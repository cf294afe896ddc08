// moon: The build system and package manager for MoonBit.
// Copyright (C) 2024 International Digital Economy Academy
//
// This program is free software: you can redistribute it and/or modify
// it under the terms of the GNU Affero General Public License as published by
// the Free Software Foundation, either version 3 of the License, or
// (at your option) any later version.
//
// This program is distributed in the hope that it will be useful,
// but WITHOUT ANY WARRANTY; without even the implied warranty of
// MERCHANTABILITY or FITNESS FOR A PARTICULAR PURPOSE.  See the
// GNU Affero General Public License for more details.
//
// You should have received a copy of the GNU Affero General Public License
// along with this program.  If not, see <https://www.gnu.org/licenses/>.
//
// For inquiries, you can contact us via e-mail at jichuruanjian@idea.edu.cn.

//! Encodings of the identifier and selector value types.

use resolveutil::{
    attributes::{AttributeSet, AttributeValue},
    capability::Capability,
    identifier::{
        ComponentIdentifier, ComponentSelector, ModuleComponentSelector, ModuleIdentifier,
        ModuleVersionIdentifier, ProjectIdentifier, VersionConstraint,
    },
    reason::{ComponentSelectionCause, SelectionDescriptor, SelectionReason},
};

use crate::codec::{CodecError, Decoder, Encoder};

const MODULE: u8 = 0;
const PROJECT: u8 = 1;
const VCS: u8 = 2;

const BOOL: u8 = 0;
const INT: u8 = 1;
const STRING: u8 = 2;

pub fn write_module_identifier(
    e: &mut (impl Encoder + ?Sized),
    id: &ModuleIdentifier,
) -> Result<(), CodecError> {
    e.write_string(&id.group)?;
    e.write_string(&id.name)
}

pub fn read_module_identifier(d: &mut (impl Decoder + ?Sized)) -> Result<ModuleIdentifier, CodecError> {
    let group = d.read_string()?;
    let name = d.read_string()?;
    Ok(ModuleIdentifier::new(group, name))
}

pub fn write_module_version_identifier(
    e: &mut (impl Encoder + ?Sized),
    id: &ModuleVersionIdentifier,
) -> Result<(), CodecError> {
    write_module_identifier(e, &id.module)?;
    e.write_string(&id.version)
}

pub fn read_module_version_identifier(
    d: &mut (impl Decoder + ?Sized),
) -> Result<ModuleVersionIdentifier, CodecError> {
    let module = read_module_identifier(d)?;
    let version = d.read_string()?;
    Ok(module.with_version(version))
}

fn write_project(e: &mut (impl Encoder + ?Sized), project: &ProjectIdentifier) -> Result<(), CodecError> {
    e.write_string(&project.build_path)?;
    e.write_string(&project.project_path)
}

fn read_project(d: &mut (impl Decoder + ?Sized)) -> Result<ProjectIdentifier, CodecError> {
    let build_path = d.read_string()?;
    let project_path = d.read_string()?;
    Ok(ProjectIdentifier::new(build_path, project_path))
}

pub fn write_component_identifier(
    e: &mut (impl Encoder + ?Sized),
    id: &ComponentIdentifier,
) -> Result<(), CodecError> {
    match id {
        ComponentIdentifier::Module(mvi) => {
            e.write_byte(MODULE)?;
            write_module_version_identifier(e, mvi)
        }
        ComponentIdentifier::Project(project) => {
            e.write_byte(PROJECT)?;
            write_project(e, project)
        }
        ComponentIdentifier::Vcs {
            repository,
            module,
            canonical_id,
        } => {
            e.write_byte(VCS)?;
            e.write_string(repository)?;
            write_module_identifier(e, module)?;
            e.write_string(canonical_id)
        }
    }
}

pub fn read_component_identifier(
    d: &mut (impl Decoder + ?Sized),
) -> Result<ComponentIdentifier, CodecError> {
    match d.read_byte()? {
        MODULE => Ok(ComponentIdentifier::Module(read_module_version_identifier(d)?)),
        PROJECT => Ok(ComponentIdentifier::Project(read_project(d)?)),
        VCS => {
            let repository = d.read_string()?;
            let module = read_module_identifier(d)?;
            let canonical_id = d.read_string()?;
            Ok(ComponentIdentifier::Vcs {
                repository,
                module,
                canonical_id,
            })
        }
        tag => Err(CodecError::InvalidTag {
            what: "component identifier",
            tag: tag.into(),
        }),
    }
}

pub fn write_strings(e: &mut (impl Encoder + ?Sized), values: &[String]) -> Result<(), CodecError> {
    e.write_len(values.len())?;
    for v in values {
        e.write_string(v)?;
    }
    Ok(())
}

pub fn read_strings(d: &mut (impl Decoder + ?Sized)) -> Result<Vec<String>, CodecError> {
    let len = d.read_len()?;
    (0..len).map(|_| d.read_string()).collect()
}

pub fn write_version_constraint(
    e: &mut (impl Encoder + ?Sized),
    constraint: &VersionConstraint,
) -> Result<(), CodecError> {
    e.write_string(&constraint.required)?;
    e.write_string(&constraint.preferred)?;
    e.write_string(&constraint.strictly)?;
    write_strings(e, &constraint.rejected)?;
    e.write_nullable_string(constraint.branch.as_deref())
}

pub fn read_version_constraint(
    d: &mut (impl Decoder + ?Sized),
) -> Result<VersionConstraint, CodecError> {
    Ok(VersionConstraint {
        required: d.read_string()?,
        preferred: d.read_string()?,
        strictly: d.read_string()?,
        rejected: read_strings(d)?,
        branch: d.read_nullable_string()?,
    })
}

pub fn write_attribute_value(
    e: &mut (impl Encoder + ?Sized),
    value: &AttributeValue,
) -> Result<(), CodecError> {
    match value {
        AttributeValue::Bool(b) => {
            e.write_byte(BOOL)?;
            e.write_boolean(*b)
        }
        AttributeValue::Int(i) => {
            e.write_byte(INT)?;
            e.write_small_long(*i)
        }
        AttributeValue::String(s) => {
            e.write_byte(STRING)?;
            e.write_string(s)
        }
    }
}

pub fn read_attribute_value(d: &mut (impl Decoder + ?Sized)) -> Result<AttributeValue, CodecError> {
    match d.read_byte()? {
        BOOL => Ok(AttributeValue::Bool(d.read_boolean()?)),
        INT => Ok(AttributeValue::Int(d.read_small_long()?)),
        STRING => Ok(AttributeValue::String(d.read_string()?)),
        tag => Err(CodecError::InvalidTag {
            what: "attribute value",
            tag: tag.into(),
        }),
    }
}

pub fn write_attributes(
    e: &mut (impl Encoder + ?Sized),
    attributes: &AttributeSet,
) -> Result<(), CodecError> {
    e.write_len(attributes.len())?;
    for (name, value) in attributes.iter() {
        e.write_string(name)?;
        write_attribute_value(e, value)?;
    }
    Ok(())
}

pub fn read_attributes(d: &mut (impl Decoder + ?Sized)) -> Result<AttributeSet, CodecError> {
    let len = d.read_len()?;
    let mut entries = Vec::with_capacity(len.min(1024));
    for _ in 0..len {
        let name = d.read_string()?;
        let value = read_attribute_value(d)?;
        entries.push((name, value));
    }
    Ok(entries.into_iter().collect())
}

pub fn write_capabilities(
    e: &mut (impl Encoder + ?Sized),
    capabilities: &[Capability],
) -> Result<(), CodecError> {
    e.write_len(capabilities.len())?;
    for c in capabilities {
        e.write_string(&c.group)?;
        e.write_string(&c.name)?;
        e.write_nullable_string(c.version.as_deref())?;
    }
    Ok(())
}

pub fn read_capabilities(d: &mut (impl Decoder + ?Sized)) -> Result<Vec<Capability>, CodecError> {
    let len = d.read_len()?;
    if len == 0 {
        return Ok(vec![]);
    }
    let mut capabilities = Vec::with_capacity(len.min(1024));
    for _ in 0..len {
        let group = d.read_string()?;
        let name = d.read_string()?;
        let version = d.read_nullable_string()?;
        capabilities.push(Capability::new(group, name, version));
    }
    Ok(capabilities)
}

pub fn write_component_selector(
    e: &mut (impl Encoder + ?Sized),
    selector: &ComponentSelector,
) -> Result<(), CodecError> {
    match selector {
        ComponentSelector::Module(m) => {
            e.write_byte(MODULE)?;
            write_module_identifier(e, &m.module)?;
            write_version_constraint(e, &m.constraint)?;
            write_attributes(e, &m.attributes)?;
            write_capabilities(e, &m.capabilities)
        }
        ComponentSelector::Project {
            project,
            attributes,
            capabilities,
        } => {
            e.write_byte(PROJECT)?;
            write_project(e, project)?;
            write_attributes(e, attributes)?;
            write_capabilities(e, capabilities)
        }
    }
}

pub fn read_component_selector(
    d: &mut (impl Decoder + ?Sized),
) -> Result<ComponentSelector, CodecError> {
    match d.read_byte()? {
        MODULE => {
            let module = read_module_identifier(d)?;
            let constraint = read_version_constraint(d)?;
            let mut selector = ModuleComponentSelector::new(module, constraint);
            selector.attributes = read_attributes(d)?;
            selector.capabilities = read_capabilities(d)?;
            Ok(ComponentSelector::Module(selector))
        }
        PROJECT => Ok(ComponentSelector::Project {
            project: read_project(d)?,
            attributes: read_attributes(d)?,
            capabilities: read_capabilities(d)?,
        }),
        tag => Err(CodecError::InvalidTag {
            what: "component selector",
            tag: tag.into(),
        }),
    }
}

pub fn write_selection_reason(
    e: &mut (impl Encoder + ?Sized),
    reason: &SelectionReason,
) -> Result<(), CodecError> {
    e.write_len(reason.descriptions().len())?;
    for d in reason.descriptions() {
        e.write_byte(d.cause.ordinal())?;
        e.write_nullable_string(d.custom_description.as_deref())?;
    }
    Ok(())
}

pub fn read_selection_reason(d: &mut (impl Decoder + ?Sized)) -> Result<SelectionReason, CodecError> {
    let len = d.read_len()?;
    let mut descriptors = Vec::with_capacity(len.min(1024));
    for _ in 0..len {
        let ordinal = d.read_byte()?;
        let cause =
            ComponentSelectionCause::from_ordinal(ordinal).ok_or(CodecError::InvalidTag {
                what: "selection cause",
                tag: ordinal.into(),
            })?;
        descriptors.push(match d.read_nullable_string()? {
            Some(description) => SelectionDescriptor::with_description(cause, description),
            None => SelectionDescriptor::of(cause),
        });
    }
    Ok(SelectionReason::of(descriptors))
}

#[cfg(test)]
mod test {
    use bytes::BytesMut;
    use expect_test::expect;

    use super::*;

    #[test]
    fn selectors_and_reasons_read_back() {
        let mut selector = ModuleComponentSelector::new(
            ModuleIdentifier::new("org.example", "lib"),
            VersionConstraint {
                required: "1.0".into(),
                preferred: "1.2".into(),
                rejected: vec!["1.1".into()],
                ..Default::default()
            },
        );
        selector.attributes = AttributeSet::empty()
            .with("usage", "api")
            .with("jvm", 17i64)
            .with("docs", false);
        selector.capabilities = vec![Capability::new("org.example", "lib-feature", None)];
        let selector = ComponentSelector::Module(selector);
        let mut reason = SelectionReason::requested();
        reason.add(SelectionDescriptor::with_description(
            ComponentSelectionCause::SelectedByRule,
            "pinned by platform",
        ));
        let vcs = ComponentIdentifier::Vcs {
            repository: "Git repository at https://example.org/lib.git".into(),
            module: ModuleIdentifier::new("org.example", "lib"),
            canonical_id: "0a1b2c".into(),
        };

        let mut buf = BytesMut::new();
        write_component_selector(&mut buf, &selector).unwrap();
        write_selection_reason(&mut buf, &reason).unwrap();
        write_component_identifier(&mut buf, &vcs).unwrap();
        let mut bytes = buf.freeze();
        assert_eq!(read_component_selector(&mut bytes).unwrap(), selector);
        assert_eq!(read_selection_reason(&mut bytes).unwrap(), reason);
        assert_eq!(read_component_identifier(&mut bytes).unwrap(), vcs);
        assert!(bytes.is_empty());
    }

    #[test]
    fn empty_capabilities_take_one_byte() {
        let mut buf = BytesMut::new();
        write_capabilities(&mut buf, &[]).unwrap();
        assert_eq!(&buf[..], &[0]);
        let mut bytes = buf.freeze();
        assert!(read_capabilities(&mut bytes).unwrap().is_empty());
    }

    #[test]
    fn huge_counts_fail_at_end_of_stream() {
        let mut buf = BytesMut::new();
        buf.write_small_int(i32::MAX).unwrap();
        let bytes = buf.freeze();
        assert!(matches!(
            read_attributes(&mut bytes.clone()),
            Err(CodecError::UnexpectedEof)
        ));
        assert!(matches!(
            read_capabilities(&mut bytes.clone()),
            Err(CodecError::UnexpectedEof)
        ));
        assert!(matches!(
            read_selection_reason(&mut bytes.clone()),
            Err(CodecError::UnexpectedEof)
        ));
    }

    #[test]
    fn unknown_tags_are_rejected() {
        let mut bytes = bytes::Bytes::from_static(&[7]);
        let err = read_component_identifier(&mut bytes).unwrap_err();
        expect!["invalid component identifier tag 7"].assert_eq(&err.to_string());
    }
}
----
### [Work request]
Each line with the word "descriptors" in the records above belongs in the result; copy all of them.

### [Finished task]
    let mut descriptors = Vec::with_capacity(len.min(1024));
        descriptors.push(match d.read_nullable_string()? {
    Ok(SelectionReason::of(descriptors))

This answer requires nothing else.